Disability, Race, and Self-Advocacy

This qualitative project explored the perspectives and experiences of disabled graduate students of color with self-advocacy. Student self-advocacy is framed by researchers and educators as a necessary, but often underdeveloped, skillset for disabled students. However, the definitions of self-advocacy that these stakeholders operationalize are frequently power-evasive: they do not address how intersecting forms of oppression shape students’ experiences with self-advocacy. By contrast, students identified how racism shaped all aspects of self-advocacy and spoke of learning, over time, to rely on practices of refusal, as a protective form of self-advocacy that is largely absent within prominent models of self-advocacy from the academic literature.

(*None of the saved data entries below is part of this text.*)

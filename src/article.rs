//! Rendering a single article.
//!
//! Given an article directory, [`render_article`] produces the rendered page
//! (`index.html`) and the persisted [`Item`] (`item.json`). Values are
//! resolved in priority order:
//!
//! | Field     | 1st                  | 2nd                   | Fallback            |
//! |-----------|----------------------|-----------------------|---------------------|
//! | title     | `--title` override   | previous `item.json`  | error (blank title) |
//! | tags      | `--tags` override    | previous `item.json`  | none                |
//! | published |                      | previous `item.json`  | now                 |
//! | modified  | content file mtime (never earlier than published)              |||
//!
//! Content comes from `content.md` (converted with pulldown-cmark) when
//! present, otherwise from `content.html` as-is. Attachments are every file
//! in `attachments/`; one that cannot be read is logged and left out.

use crate::dates;
use crate::item::{Attachment, Item, ItemError, article_name};
use crate::scan::{self, ScanError};
use crate::sniff;
use crate::template::{PageContext, PageTemplate, TemplateError};
use chrono::{DateTime, FixedOffset};
use log::{debug, warn};
use pulldown_cmark::{Options, Parser, html as md_html};
use std::fs;
use std::path::{Path, PathBuf};
use thiserror::Error;
use url::Url;

pub const MARKDOWN_SOURCE: &str = "content.md";
pub const HTML_SOURCE: &str = "content.html";

#[derive(Error, Debug)]
pub enum ArticleError {
    #[error("IO error: {0}")]
    Io(#[from] std::io::Error),
    #[error(transparent)]
    Item(#[from] ItemError),
    #[error(transparent)]
    Scan(#[from] ScanError),
    #[error(transparent)]
    Template(#[from] TemplateError),
    #[error("No 'content.md' or 'content.html' found in {0}")]
    NoContent(PathBuf),
    #[error("Invalid date_published '{value}' in previous item: {source}")]
    PublishDate {
        value: String,
        source: chrono::ParseError,
    },
}

/// Explicit per-invocation overrides. The default overrides nothing, which
/// is what a full regeneration uses.
#[derive(Debug, Clone, Default, PartialEq, Eq)]
pub struct RenderOptions {
    pub title: Option<String>,
    pub tags: Option<Vec<String>>,
}

/// Everything shared by all articles of one run.
#[derive(Debug, Clone, Copy)]
pub struct RenderContext<'a> {
    pub base_url: &'a Url,
    pub template: &'a PageTemplate,
    pub stylesheet: Option<&'a str>,
    pub now: DateTime<FixedOffset>,
}

impl RenderContext<'_> {
    /// Template data for a page in this run. The title is plain text and is
    /// escaped; `date` and `content_html` are markup and pass through.
    pub fn page(&self, title: &str, date: String, content_html: String) -> PageContext {
        PageContext {
            title: tera::escape_html(title),
            date,
            today: dates::today_string(&self.now),
            content_html,
            stylesheet: self.stylesheet.map(String::from),
        }
    }
}

/// Render the article in `dir`, write its page, and persist its item.
pub fn render_article(
    dir: &Path,
    options: &RenderOptions,
    ctx: &RenderContext<'_>,
) -> Result<Item, ArticleError> {
    let dir = fs::canonicalize(dir)?;
    let previous = Item::load_previous(&dir)?;
    if previous.is_none() {
        debug!("{}: no previous item, treating as new", dir.display());
    }

    let title = resolve(&[
        options.title.as_deref(),
        previous.as_ref().map(|p| p.title.as_str()),
    ])
    .unwrap_or_default();

    let tags = match (&options.tags, &previous) {
        (Some(tags), _) => normalize_tags(tags),
        (None, Some(prev)) => prev.tags.clone(),
        (None, None) => Vec::new(),
    };

    let published = match &previous {
        Some(prev) => dates::parse_rfc3339(&prev.date_published).map_err(|source| {
            ArticleError::PublishDate {
                value: prev.date_published.clone(),
                source,
            }
        })?,
        None => ctx.now,
    };

    let (content_html, modified) = load_content(&dir)?;

    let mut item = Item::new(ctx.base_url, &dir, &title, published, modified)?;
    item.content_html = content_html;
    item.tags = tags;
    item.attachments = load_attachments(&dir, ctx.base_url)?;

    let page = ctx.page(
        &item.title,
        dates::dual_date(&published),
        item.content_html.clone(),
    );
    ctx.template.write_page(&page, &dir)?;
    item.persist(&dir)?;

    debug!(
        "Rendered {} ({} tags, {} attachments)",
        item.url,
        item.tags.len(),
        item.attachments.len()
    );
    Ok(item)
}

/// First non-empty value after trimming.
pub fn resolve(sources: &[Option<&str>]) -> Option<String> {
    sources
        .iter()
        .filter_map(|opt| {
            opt.map(str::trim)
                .filter(|s| !s.is_empty())
                .map(String::from)
        })
        .next()
}

/// Trim each tag and drop blanks; order and duplicates are kept.
pub fn normalize_tags(tags: &[String]) -> Vec<String> {
    tags.iter()
        .map(|t| t.trim())
        .filter(|t| !t.is_empty())
        .map(String::from)
        .collect()
}

/// Article body as HTML, with the source file's modification time.
fn load_content(dir: &Path) -> Result<(String, DateTime<FixedOffset>), ArticleError> {
    let markdown = dir.join(MARKDOWN_SOURCE);
    if markdown.is_file() {
        let source = fs::read_to_string(&markdown)?;
        return Ok((markdown_to_html(&source), mtime(&markdown)?));
    }
    let html = dir.join(HTML_SOURCE);
    if html.is_file() {
        return Ok((fs::read_to_string(&html)?, mtime(&html)?));
    }
    Err(ArticleError::NoContent(dir.to_path_buf()))
}

pub fn markdown_to_html(source: &str) -> String {
    let options = Options::ENABLE_TABLES
        | Options::ENABLE_FOOTNOTES
        | Options::ENABLE_STRIKETHROUGH
        | Options::ENABLE_SMART_PUNCTUATION;
    let parser = Parser::new_ext(source, options);
    let mut html = String::new();
    md_html::push_html(&mut html, parser);
    html
}

fn mtime(path: &Path) -> Result<DateTime<FixedOffset>, ArticleError> {
    let modified = fs::metadata(path)?.modified()?;
    Ok(dates::from_system_time(modified))
}

fn load_attachments(dir: &Path, base: &Url) -> Result<Vec<Attachment>, ArticleError> {
    let article = article_name(dir)?;
    let attachments = scan::attachment_paths(dir)?
        .iter()
        .filter_map(|path| match load_attachment(path, article, base) {
            Ok(attachment) => Some(attachment),
            Err(e) => {
                warn!("Skipping attachment {}: {}", path.display(), e);
                None
            }
        })
        .collect();
    Ok(attachments)
}

fn load_attachment(path: &Path, article: &str, base: &Url) -> Result<Attachment, ArticleError> {
    let mime_type = sniff::sniff_file(path)?;
    let basename = path
        .file_name()
        .and_then(|n| n.to_str())
        .ok_or_else(|| {
            std::io::Error::new(std::io::ErrorKind::InvalidData, "file name is not UTF-8")
        })?;
    Ok(Attachment::new(base, article, basename, mime_type.to_string())?)
}
//! Chronological archive, sectioned by Tranquility month.
//!
//! Items arrive newest first. A new section starts whenever the Tranquility
//! year or month changes between neighbours, and on every change of special
//! day. Hippocrates and Aldrin Day share one section: Aldrin Day falls between
//! Hippocrates 27 and 28, so splitting them would cut the month in two.
//!
//! Section headings:
//!
//! | Date                          | Heading                            |
//! |-------------------------------|------------------------------------|
//! | Hippocrates or Aldrin Day     | `Hippocrates & Aldrin Day, 3 AT`   |
//! | Armstrong / Moon Landing Day  | `Armstrong Day, 3 AT`              |
//! | Any other month               | `Mendel, 3 AT`                     |
//!
//! Items without a parseable publish date are listed last under `Undated`.

use crate::item::Item;
use crate::markup::{self, LIST_CLOSE, LIST_OPEN};
use crate::tranquility::{Month, SpecialDay, TranquilDate};

pub const UNDATED_HEADING: &str = "Undated";

/// Whether `current` opens a new section after `previous`, and the heading
/// that section gets.
///
/// `previous` is `None` before the first item, which always opens a section.
pub fn section_break(previous: Option<&TranquilDate>, current: &TranquilDate) -> (bool, String) {
    if is_hippocrates_or_aldrin(current) {
        let heading = format!("Hippocrates & Aldrin Day, {}", current.era());
        let same_span =
            previous.is_some_and(|p| is_hippocrates_or_aldrin(p) && p.year == current.year);
        return (!same_span, heading);
    }

    let heading = match current.special() {
        Some(special) => format!("{}, {}", special, current.era()),
        None => format!("{}, {}", month_name(current), current.era()),
    };
    let needs_break = match previous {
        None => true,
        Some(p) => {
            p.year != current.year
                || p.month() != current.month()
                || (current.is_special() && p.day != current.day)
        }
    };
    (needs_break, heading)
}

fn is_hippocrates_or_aldrin(date: &TranquilDate) -> bool {
    date.month() == Some(Month::Hippocrates) || date.special() == Some(SpecialDay::AldrinDay)
}

fn month_name(date: &TranquilDate) -> &'static str {
    date.month().map(Month::name).unwrap_or_default()
}

/// Archive page body, one markup element per line.
pub fn archive_lines(items: &[Item]) -> Vec<String> {
    let mut lines = Vec::new();
    let mut undated = Vec::new();
    let mut previous: Option<TranquilDate> = None;

    for item in items {
        let Some(published) = item.published() else {
            undated.push(item);
            continue;
        };
        let current = TranquilDate::from_date(published.date_naive());
        let (needs_break, heading) = section_break(previous.as_ref(), &current);
        if needs_break {
            if previous.is_some() {
                lines.push(LIST_CLOSE.to_string());
            }
            lines.push(markup::heading(&heading));
            lines.push(LIST_OPEN.to_string());
        }
        lines.push(markup::link(item));
        previous = Some(current);
    }
    if previous.is_some() {
        lines.push(LIST_CLOSE.to_string());
    }

    if !undated.is_empty() {
        lines.extend(markup::section(UNDATED_HEADING, undated));
    }
    lines
}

Students’ shared how institutions demanded vulnerability, sharing detailed disability information to justify basic access to their courses, but then resisted or refused to remedy access barriers. While the literature frames students who do not disclose as lacking a core skill or requiring coaching, students described the refusal to continue engaging in this toxic dynamic as intentional, carefully thought-out, and personally empowering.

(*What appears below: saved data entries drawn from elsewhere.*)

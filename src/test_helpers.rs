//! Shared test utilities for the tqblog test suite.
//!
//! Provides fixture builders for article directories and whole blogs, plus
//! lookup helpers over rendered items.
//!
//! # Usage
//!
//! ```rust
//! use crate::test_helpers::*;
//!
//! let blog = blog_fixture();
//! let report = regenerate(blog.path(), &config, &templates, fixed_now()).unwrap();
//!
//! let first = find_item(&report.items, "First Post");
//! assert_eq!(first.tags, vec!["rust", "meta"]);
//! ```

use std::fs;
use std::path::{Path, PathBuf};

use chrono::{DateTime, FixedOffset};
use tempfile::TempDir;
use url::Url;

use crate::article::MARKDOWN_SOURCE;
use crate::item::Item;
use crate::template::PageTemplate;

/// First line is the title, so tests can check it without parsing HTML.
pub const TEST_TEMPLATE: &str = "{{ title }}\n{{ date }}\n{{ content_html }}\n";

pub fn base_url() -> Url {
    Url::parse("http://ratan.blog").unwrap()
}

/// The instant every test run pretends is "now".
pub fn fixed_now() -> DateTime<FixedOffset> {
    DateTime::parse_from_rfc3339("2018-01-01T12:00:00Z").unwrap()
}

pub fn test_template() -> PageTemplate {
    PageTemplate::from_source(TEST_TEMPLATE).unwrap()
}

/// Write `template.html` into a blog root.
pub fn write_test_template(root: &Path) {
    fs::write(root.join("template.html"), TEST_TEMPLATE).unwrap();
}

fn slug(title: &str) -> String {
    title.to_lowercase().replace(' ', "-")
}

// =========================================================================
// Item and article builders
// =========================================================================

/// An item as it would be persisted, with the URL derived from the title.
///
/// `published` is stored verbatim so tests can use unparseable dates.
pub fn make_item(title: &str, published: &str, tags: &[&str]) -> Item {
    let url = format!("http://ratan.blog/{}", slug(title));
    Item {
        id: url.clone(),
        url,
        title: title.to_string(),
        content_html: format!("<p>{title}</p>\n"),
        date_published: published.to_string(),
        date_modified: published.to_string(),
        tags: tags.iter().map(|t| t.to_string()).collect(),
        attachments: Vec::new(),
    }
}

/// Create `<root>/<name>/` with a `content.md` and a previous `item.json`.
pub fn write_article(
    root: &Path,
    name: &str,
    title: &str,
    published: &str,
    tags: &[&str],
) -> PathBuf {
    let dir = root.join(name);
    fs::create_dir_all(&dir).unwrap();
    fs::write(dir.join(MARKDOWN_SOURCE), format!("Body of *{title}*.\n")).unwrap();

    let mut item = make_item(title, published, tags);
    item.url = format!("http://ratan.blog/{name}");
    item.id = item.url.clone();
    item.persist(&dir).unwrap();
    dir
}

/// A blog with a template and two rendered-before articles.
///
/// | Directory     | Title        | Published  | Tags        |
/// |---------------|--------------|------------|-------------|
/// | `first-post`  | First Post   | 2017-06-10 | rust, meta  |
/// | `second-post` | Second Post  | 2017-06-12 | rust        |
pub fn blog_fixture() -> TempDir {
    let tmp = TempDir::new().unwrap();
    write_test_template(tmp.path());
    write_article(
        tmp.path(),
        "first-post",
        "First Post",
        "2017-06-10T09:00:00Z",
        &["rust", "meta"],
    );
    write_article(
        tmp.path(),
        "second-post",
        "Second Post",
        "2017-06-12T09:00:00Z",
        &["rust"],
    );
    tmp
}

// =========================================================================
// Lookups (panic with a clear message on miss)
// =========================================================================

/// Find an item by title. Panics if not found.
pub fn find_item<'a>(items: &'a [Item], title: &str) -> &'a Item {
    items.iter().find(|i| i.title == title).unwrap_or_else(|| {
        panic!(
            "item '{title}' not found. Available: {:?}",
            item_titles(items)
        )
    })
}

/// Titles in order.
pub fn item_titles(items: &[Item]) -> Vec<&str> {
    items.iter().map(|i| i.title.as_str()).collect()
}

Karpicz, J. R. (2020). “Just My Being Here is Self-Advocacy”: Exploring the Experiences of Disabled Graduate Students of Color with Self-Advocacy. Journal Committed to Social Change on Race and Ethnicity, 6(1), 137-163.

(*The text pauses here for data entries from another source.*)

//! CLI output formatting for the `article` and `update` commands.
//!
//! # Information-First Display
//!
//! Articles are listed by title and position in the newest-first order, with
//! their dates in the Tranquility calendar. Derived outputs are listed by
//! exporter with the files they wrote, relative to the blog root.
//!
//! # Output Format
//!
//! ## Article
//!
//! ```text
//! First Post
//!     URL: http://ratan.blog/first-post
//!     Published: Sunday, 17 Lavoisier, 48 AT
//!     Tags: rust, meta
//!     001 image/png → http://ratan.blog/first-post/attachments/map.png
//! ```
//!
//! ## Update
//!
//! ```text
//! Articles
//! 001 Second Post
//!     Published: Tuesday, 19 Lavoisier, 48 AT
//!     Tags: rust
//! 002 First Post
//!     Published: Sunday, 17 Lavoisier, 48 AT
//!     Tags: rust, meta
//!
//! Home → index.html
//! Archive → archive/index.html
//! Tags → tags/index.html
//! JSON feed → feeds/json
//! Atom/RSS → feeds/atom, feeds/rss
//!
//! Regenerated 2 articles
//! ```
//!
//! # Architecture
//!
//! Each command has a `format_*` function (returns `Vec<String>`) for
//! testability and a `print_*` wrapper that writes to stdout.

use crate::dates;
use crate::item::Item;
use crate::regenerate::{Artifact, BuildReport, Exporter};
use std::path::Path;

// ============================================================================
// Shared helpers
// ============================================================================

/// Format a 1-based positional index as 3-digit zero-padded.
fn format_index(pos: usize) -> String {
    format!("{:0>3}", pos)
}

/// 4 spaces per depth level.
fn indent(depth: usize) -> String {
    "    ".repeat(depth)
}

fn plural(n: usize, word: &str) -> String {
    if n == 1 {
        format!("{} {}", n, word)
    } else {
        format!("{} {}s", n, word)
    }
}

fn relative(path: &Path, root: &Path) -> String {
    path.strip_prefix(root).unwrap_or(path).display().to_string()
}

/// Date lines for one item. Modified is shown only when it differs.
fn date_lines(item: &Item, depth: usize) -> Vec<String> {
    let pad = indent(depth);
    let mut lines = Vec::new();
    match item.published() {
        Some(p) => lines.push(format!("{}Published: {}", pad, dates::tranquil_date(&p))),
        None => lines.push(format!("{}Published: ({})", pad, item.date_published)),
    }
    if let Some(m) = item.modified()
        && Some(m) != item.published()
    {
        lines.push(format!("{}Modified: {}", pad, dates::tranquil_date(&m)));
    }
    lines
}

fn tag_line(item: &Item, depth: usize) -> Option<String> {
    (!item.tags.is_empty()).then(|| format!("{}Tags: {}", indent(depth), item.tags.join(", ")))
}

// ============================================================================
// Article
// ============================================================================

/// Format a single rendered article.
pub fn format_article_output(item: &Item) -> Vec<String> {
    let mut lines = vec![item.title.clone(), format!("{}URL: {}", indent(1), item.url)];
    lines.extend(date_lines(item, 1));
    lines.extend(tag_line(item, 1));
    for (i, attachment) in item.attachments.iter().enumerate() {
        lines.push(format!(
            "{}{} {} \u{2192} {}",
            indent(1),
            format_index(i + 1),
            attachment.mime_type,
            attachment.url
        ));
    }
    lines
}

pub fn print_article_output(item: &Item) {
    for line in format_article_output(item) {
        println!("{}", line);
    }
}

// ============================================================================
// Update
// ============================================================================

fn artifact_line(artifact: &Artifact, root: &Path) -> String {
    let name = artifact.exporter.name();
    match (artifact.exporter, artifact.paths.as_slice()) {
        (Exporter::Home, []) => format!("{} \u{2192} (no articles)", name),
        (Exporter::JsonFeed, [first, rest @ ..]) if !rest.is_empty() => format!(
            "{} \u{2192} {} (+{})",
            name,
            relative(first, root),
            plural(rest.len(), "page")
        ),
        (_, paths) => {
            let paths: Vec<String> = paths.iter().map(|p| relative(p, root)).collect();
            format!("{} \u{2192} {}", name, paths.join(", "))
        }
    }
}

/// Format the result of a full regeneration.
pub fn format_update_output(report: &BuildReport) -> Vec<String> {
    let mut lines = Vec::new();

    if !report.items.is_empty() {
        lines.push("Articles".to_string());
        for (i, item) in report.items.iter().enumerate() {
            lines.push(format!("{} {}", format_index(i + 1), item.title));
            lines.extend(date_lines(item, 1));
            lines.extend(tag_line(item, 1));
        }
        lines.push(String::new());
    }

    for artifact in &report.artifacts {
        lines.push(artifact_line(artifact, &report.root));
    }

    lines.push(String::new());
    lines.push(format!("Regenerated {}", plural(report.items.len(), "article")));
    lines
}

pub fn print_update_output(report: &BuildReport) {
    for line in format_update_output(report) {
        println!("{}", line);
    }
}

// ============================================================================
// Tests
// ============================================================================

What’s the Purpose of That?

Building with the understanding that disability studies is not just a theoretical lens, but a methodology (Enabling Whom? Critical Disability Studies Now by Julie Avril Minich), this project examines how exposure to disability studies curricula influences the pedagogical approaches of two Graduate Teaching Assistants (GTAs) in introductory disability studies courses. Through interviews and participant observations, this study found that GTAs used disability studies to critique how students were socialized around the ideal of ‘the good student,’ who is abled, productive, and never requires accommodation. Both worked to disrupt these norms through affirmation and flexibility in their teaching practices.

Equity and Computing

As a Research Analyst with Momentum, a research team led by Dr. Linda Sax, I have co-led the qualitative portion of a mixed-methods, multi-institutional study on efforts to advance racial and gender diversity in undergraduate computing. Our team uses individual interviews with a range of stakeholders, including faculty, staff, administrators, and student leaders, gathered over several years, to analyze how participants make sense of the external, institutional, and cultural factors shaping departmental diversity efforts. We are currently in the analysis and dissemination phase of this project.

Catalpa

Outside of my work on the university, I am also working on a project that draws on nature walks and oral histories with my mother to explore the personal and intergenerational legacies of rural Black girlhood. This work draws in scholarship on Black feminist geographies of place, Black girlhood studies, and narrative inheritance to understand how rural space creates particular relationalities among nature and self for Black girls. This project picks up on the deeper themes in my work related to relationality, belonging, and how we cultivate a sense of place. It also offers me a space to engage creatively with methods, including photography and autoethnography.